NYC commuters brace for a ‘summer of hell’

NEW YORK — A massive two-month repair project will launch Monday at the country’s busiest train station, temporarily exacerbating the daily commuting struggle during what New York’s governor has predicted will be a “summer of hell.”

But it’s only a stopgap measure against a root problem it won’t solve: that one of the world’s great cities increasingly seems unable to effectively transport its workforce.

At Penn Station, crowds of commuters fuming at frequent afternoon delays already wedge into narrow stairways down to the tracks, all for the privilege of standing in the aisles of packed trains for a 45-minute ride home. In the mornings, it can take 10 minutes just to climb a flight of stairs to the concourse.

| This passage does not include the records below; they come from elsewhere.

use async_trait::async_trait;
use popcorn_config::{Config, ConfigError, CredentialStore, ProviderConfig};
use popcorn_models::{MovieDetail, SearchResultItem};
use reqwest::Client;
use serde_json::Value;
use std::future::Future;
use std::sync::Arc;
use std::time::Duration;
use tokio_util::sync::CancellationToken;
use tracing::debug;

use crate::error::CatalogError;
use crate::omdb::api;
use crate::traits::MovieCatalog;

#[derive(Clone)]
pub struct OmdbClient {
    client: Arc<Client>,
    provider: ProviderConfig,
    api_key: String,
}

impl OmdbClient {
    pub fn new(provider: ProviderConfig, api_key: String) -> Result<Self, CatalogError> {
        let client = Client::builder()
            .timeout(Duration::from_secs(provider.timeout_seconds))
            .build()?;

        Ok(Self {
            client: Arc::new(client),
            provider,
            api_key,
        })
    }

    /// Build a client from on-disk configuration.
    ///
    /// Fails with `ConfigError::MissingApiKey` before any request can be made.
    pub fn from_config(config: &Config, credentials: &CredentialStore) -> Result<Self, ConfigError> {
        config.validate()?;
        let api_key = config.resolve_api_key(credentials)?;
        Self::new(config.provider.clone(), api_key)
            .map_err(|e| ConfigError::Invalid(format!("could not build HTTP client: {}", e)))
    }

    pub fn provider(&self) -> &ProviderConfig {
        &self.provider
    }

    /// GET request for a single parameter (search text or exact id)
    pub fn build_request(&self, param: &str, value: &str) -> reqwest::RequestBuilder {
        self.client
            .get(&self.provider.base_url)
            .query(&[(self.provider.key_param.as_str(), self.api_key.as_str()), (param, value)])
            .header("Accept", "application/json")
    }

    async fn get_json(&self, param: &str, value: &str) -> Result<Value, CatalogError> {
        debug!("GET {} ({}={})", self.provider.base_url, param, value);

        let response = self.build_request(param, value).send().await?;

        if !response.status().is_success() {
            let status = response.status();
            return Err(CatalogError::Transport(format!("provider returned {}", status)));
        }

        let text = response.text().await?;
        serde_json::from_str(&text).map_err(|e| CatalogError::Malformed(e.to_string()))
    }
}

/// Race `request` against the token; a fired token always wins.
async fn cancellable<T, F>(cancel: &CancellationToken, request: F) -> Result<T, CatalogError>
where
    F: Future<Output = Result<T, CatalogError>>,
{
    if cancel.is_cancelled() {
        return Err(CatalogError::Cancelled);
    }

    tokio::select! {
        biased;
        _ = cancel.cancelled() => Err(CatalogError::Cancelled),
        result = request => result,
    }
}

#[async_trait]
impl MovieCatalog for OmdbClient {
    fn catalog_name(&self) -> &str {
        "omdb"
    }

    async fn search(
        &self,
        query: &str,
        cancel: &CancellationToken,
    ) -> Result<Vec<SearchResultItem>, CatalogError> {
        cancellable(cancel, async {
            let body = self.get_json(&self.provider.search_param, query).await?;
            api::parse_search_response(body, &self.provider)
        })
        .await
    }

    async fn fetch_detail(
        &self,
        id: &str,
        cancel: &CancellationToken,
    ) -> Result<MovieDetail, CatalogError> {
        cancellable(cancel, async {
            let body = self.get_json(&self.provider.id_param, id).await?;
            api::parse_detail_response(body, id, &self.provider)
        })
        .await
    }
}
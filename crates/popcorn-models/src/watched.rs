use chrono::{DateTime, Utc};
use serde::{Deserialize, Deserializer, Serialize};
use serde_json::Value;

use crate::movie::parse_rating;

/// A movie the user has rated. Created once, never edited; only deleted.
#[derive(Debug, Clone, Serialize, Deserialize, PartialEq)]
pub struct WatchedEntry {
    pub id: String, // Dedup key (provider id, e.g. "tt0816692")
    pub title: String,
    pub poster_url: String,
    pub year: String,
    #[serde(default, deserialize_with = "lenient_number")]
    pub imdb_rating: Option<f64>,
    pub user_rating: u8, // 1-10
    #[serde(default, deserialize_with = "lenient_number")]
    pub runtime_minutes: Option<f64>,
    /// How many times the pending rating changed before it was confirmed
    pub rating_revision_count: u32,
    /// Older payloads lack it; they get the load time
    #[serde(default = "Utc::now")]
    pub date_added: DateTime<Utc>,
}

/// Numbers pass through, numeric strings are parsed, anything else
/// ("N/A", null, objects) becomes `None`.
fn lenient_number<'de, D>(deserializer: D) -> Result<Option<f64>, D::Error>
where
    D: Deserializer<'de>,
{
    let value = Value::deserialize(deserializer)?;
    Ok(match value {
        Value::Number(n) => n.as_f64().filter(|v| v.is_finite()),
        Value::String(s) => parse_rating(&s),
        _ => None,
    })
}

/// Aggregates over the watched list. Always recomputed, never stored.
#[derive(Debug, Clone, Copy, Serialize, Deserialize, PartialEq, Default)]
pub struct WatchedSummary {
    pub count: usize,
    pub average_imdb_rating: f64,
    pub average_user_rating: f64,
    pub average_runtime_minutes: f64,
}

/// Mean of the finite values in `values`; 0 when there are none.
pub fn average<I>(values: I) -> f64
where
    I: IntoIterator<Item = f64>,
{
    let (sum, n) = values
        .into_iter()
        .filter(|v| v.is_finite())
        .fold((0.0, 0usize), |(sum, n), v| (sum + v, n + 1));

    if n == 0 {
        0.0
    } else {
        sum / n as f64
    }
}

/// Each average skips entries whose own field is missing or not finite.
pub fn summarize(entries: &[WatchedEntry]) -> WatchedSummary {
    WatchedSummary {
        count: entries.len(),
        average_imdb_rating: average(entries.iter().filter_map(|e| e.imdb_rating)),
        average_user_rating: average(entries.iter().map(|e| f64::from(e.user_rating))),
        average_runtime_minutes: average(entries.iter().filter_map(|e| e.runtime_minutes)),
    }
}
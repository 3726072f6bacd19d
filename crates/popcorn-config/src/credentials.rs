use anyhow::Result;
use serde::{Deserialize, Serialize};
use std::collections::HashMap;
use std::path::PathBuf;

#[derive(Debug, Serialize, Deserialize, Default)]
struct CredentialsData {
    #[serde(flatten)]
    data: HashMap<String, String>,
}

/// Secrets kept apart from `config.toml` so the config can be shared.
pub struct CredentialStore {
    path: PathBuf,
    credentials: HashMap<String, String>,
}

impl CredentialStore {
    pub fn new(path: PathBuf) -> Self {
        Self {
            path,
            credentials: HashMap::new(),
        }
    }

    pub fn load(&mut self) -> Result<()> {
        if self.path.exists() {
            let content = std::fs::read_to_string(&self.path)?;
            let creds_data: CredentialsData = toml::from_str(&content)?;
            self.credentials = creds_data.data;
        }
        Ok(())
    }

    pub fn save(&self) -> Result<()> {
        if let Some(parent) = self.path.parent() {
            std::fs::create_dir_all(parent)?;
        }
        let creds_data = CredentialsData {
            data: self.credentials.clone(),
        };
        let content = toml::to_string_pretty(&creds_data)?;
        std::fs::write(&self.path, content)?;
        Ok(())
    }

    pub fn get(&self, key: &str) -> Option<&String> {
        self.credentials.get(key)
    }

    pub fn set(&mut self, key: String, value: String) {
        self.credentials.insert(key, value);
    }

    pub fn remove(&mut self, key: &str) {
        self.credentials.remove(key);
    }

    pub fn get_omdb_api_key(&self) -> Option<&String> {
        self.get("omdb_api_key")
    }

    pub fn set_omdb_api_key(&mut self, key: String) {
        self.set("omdb_api_key".to_string(), key);
    }
}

The summer’s accelerated repair work, prompted by two derailments this spring, will close some of the station’s 21 tracks and require a roughly 20 percent reduction in the number of commuter trains coming in from New Jersey and Long Island. Amtrak also is reducing the number of trains it runs between New York and Washington and diverting some trains from Albany across town to Grand Central Terminal.

Gov. Andrew Cuomo, a Democrat, said in May that “it will be a summer of hell for commuters.” Around the same time, he wrote a letter to President Donald Trump asking for federal help and appealing to Trump’s New York roots.